Bug 718265

Summary: low-latency not expiring work
Product: Red Hat Enterprise MRG Reporter: Robert Rati <rrati>
Component: condor-low-latencyAssignee: Robert Rati <rrati>
Status: CLOSED ERRATA QA Contact: Lubos Trilety <ltrilety>
Severity: high Docs Contact:
Priority: medium    
Version: 1.3CC: jneedle, ltrilety, matt, mkudlej
Target Milestone: 2.0.1   
Target Release: ---   
Hardware: Unspecified   
OS: Unspecified   
Whiteboard:
Fixed In Version: condor-low-latency-1.2-1 Doc Type: Bug Fix
Doc Text:
C: A job that causes the condor_starter to exit quickly, such as a job where the starter is unable to execute the program in the job, the low-latency daemon will not expire the low-latency job C: The slot running the job that should have been expired will not be allowed to do any more work by the low-latency daemon until the daemon has been restarted. F: Fixed issues with message expiration R: Messages are expired as expected
Story Points: ---
Clone Of: Environment:
Last Closed: 2011-09-07 16:43:29 UTC Type: ---
Regression: --- Mount Type: ---
Documentation: --- CRM:
Verified Versions: Category: ---
oVirt Team: --- RHEL 7.3 requirements from Atomic Host:
Cloudforms Team: --- Target Upstream Version:
Embargoed:
Bug Depends On: 723971    
Bug Blocks: 723887    

Description Robert Rati 2011-07-01 15:42:18 UTC
Description of problem:
Running the file_no_perms.py test results in the started excepting w/o calling the exit hook.  Carod's lease checking thread isn't expiring a job that isn't being updated, so the result is that carod won't allow that thread to process more work.  The only fix is to restart carod.

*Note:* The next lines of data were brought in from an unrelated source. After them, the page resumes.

// This Source Code Form is subject to the terms of the Mozilla Public License, v. 2.0.
// If a copy of the MPL was not distributed with this file,
// You can obtain one at <https://mozilla.org/MPL/2.0/>.

use super::AtomGroup;
use super::fit::FitSettings;
use super::registry::GroupId;
use crate::error::{AtomGroupError, Result};
use crate::proxy::AtomProxy;
use glam::f64::DVec3;
use serde::Deserialize;

fn default_true() -> bool {
    true
}

/// Validated options of one atom group, as produced by the selection layer.
///
/// Can be read from TOML:
///
/// ```toml
/// atoms = [0, 1, 2, 3]
/// center_reference = true
/// rotate_reference = true
/// reference_positions = [[0.0, 0.0, 0.0], [1.5, 0.0, 0.0], [0.0, 1.5, 0.0], [0.0, 0.0, 1.5]]
/// ```
#[derive(Debug, Clone, PartialEq, Deserialize)]
#[serde(deny_unknown_fields)]
pub struct AtomGroupConfig {
    /// 0-based topology ids, in group order; duplicates are allowed.
    #[serde(default)]
    pub atoms: Vec<usize>,
    /// Makes the group a dummy standing in for this fixed point.
    #[serde(default)]
    pub dummy_position: Option<[f64; 3]>,
    #[serde(default)]
    pub center_reference: Option<bool>,
    #[serde(default)]
    pub rotate_reference: Option<bool>,
    #[serde(default = "default_true")]
    pub enable_fit_gradients: bool,
    /// Reference positions in absolute coordinates, one per fitting atom.
    #[serde(default)]
    pub reference_positions: Vec<[f64; 3]>,
    /// Explicit per-atom weights; masses are used when absent.
    #[serde(default)]
    pub weights: Option<Vec<f64>>,
    /// Name of the group whose atoms define the fit (default: this group).
    #[serde(default)]
    pub fitting_group: Option<String>,
    #[serde(default)]
    pub disable_forces: bool,
}

impl AtomGroupConfig {
    pub fn from_toml_str(text: &str) -> Result<Self> {
        Ok(toml::from_str(text)?)
    }

    pub fn fit_settings(&self) -> FitSettings {
        FitSettings {
            center: self.center_reference.unwrap_or(false),
            rotate: self.rotate_reference.unwrap_or(false),
            fit_gradients: self.enable_fit_gradients,
            user_defined: self.center_reference.is_some() || self.rotate_reference.is_some(),
        }
    }

    /// Builds the group, resolving atom ids through `proxy`.
    ///
    /// `fitting` is the already built group named by `fitting_group`, with its
    /// id. Naming another group without reference positions is an error.
    pub fn build(
        &self,
        proxy: &dyn AtomProxy,
        fitting: Option<(GroupId, &AtomGroup)>,
    ) -> Result<AtomGroup> {
        if let Some([x, y, z]) = self.dummy_position {
            if !self.atoms.is_empty() {
                log::warn!(
                    "Dummy atom group ignores its {} listed atoms",
                    self.atoms.len()
                );
            }
            return Ok(AtomGroup::dummy(DVec3::new(x, y, z)).with_no_force(self.disable_forces));
        }
        if self.atoms.is_empty() {
            return Err(AtomGroupError::EmptyGroup);
        }

        let mut group = AtomGroup::from_ids(proxy, &self.atoms)?;
        if let Some(weights) = &self.weights {
            group = group.with_weights(weights.clone())?;
        }

        let settings = self.fit_settings();
        let external_fit = fitting.is_some();
        if (settings.is_fitting() || external_fit) && self.reference_positions.is_empty() {
            return Err(AtomGroupError::MissingReferencePositions);
        }
        if !self.reference_positions.is_empty() {
            let reference: Vec<DVec3> = self
                .reference_positions
                .iter()
                .map(|&p| DVec3::from_array(p))
                .collect();
            group = match fitting {
                Some((id, fitting_group)) => {
                    group.with_fitting_group(id, fitting_group, reference, settings)?
                }
                None => group.with_reference(reference, settings)?,
            };
        }

        log::debug!(
            "Built atom group of {} atoms (center: {}, rotate: {}, fitting group: {:?})",
            group.len(),
            settings.center,
            settings.rotate,
            self.fitting_group
        );
        Ok(group.with_no_force(self.disable_forces))
    }
}

// End of File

Version-Release number of selected component (if applicable):


How reproducible:
100%

Steps to Reproduce:
1. Run carod with debug logging
2. run file_no_perms.py
3. Watch CaroLog, see that the slot is continually thought to be doing work.

  
Actual results:


Expected results:


Additional info:

Comment 1 Robert Rati 2011-07-01 19:26:04 UTC
There were 2 issues with message expiration:
1) The messages were never being expired because the check for a slot being in use was resetting the access time
2) Once a message was expired, it was unable to be removed from the work queue thus keeping a slot "busy" that was actually empty

Fixed on BZ718265-no-expiration

Comment 2 Robert Rati 2011-07-01 20:39:31 UTC
    Technical note added. If any revisions are required, please edit the "Technical Notes" field
    accordingly. All revisions will be proofread by the Engineering Content Services team.
    
    New Contents:
C: A job that causes the condor_starter to exit quickly, such as a job where the starter is unable to execute the program in the job, the low-latency daemon will not expire the low-latency job
C: The slot running the job that should have been expired will not be allowed to do any more work by the low-latency daemon until the daemon has been restarted.
F: Fixed issues with message expiration
R: Messages are expired as expected

Comment 3 Martin Kudlej 2011-07-21 10:33:45 UTC
Tested on RHEL5.6/6.1 x x86_64/i386 with condor-low-latency-1.1-3 and it doesn't work.

Comment 5 Lubos Trilety 2011-08-02 11:29:15 UTC
Job expired after some time and slot was released.
(There is an issue with exit hook, see bug 726761.)

Tested with:
condor-low-latency-1.2-2

Tested on:
RHEL6 x86_64,i386
RHEL5 x86_64,i386

>>> VERIFIED

Comment 6 errata-xmlrpc 2011-09-07 16:43:29 UTC
An advisory has been issued which should help the problem
described in this bug report. This report is therefore being
closed with a resolution of ERRATA. For more information
on therefore solution and/or where to find the updated files,
please follow the link below. You may reopen this bug report
if the solution does not work for you.

http://rhn.redhat.com/errata/RHSA-2011-1249.html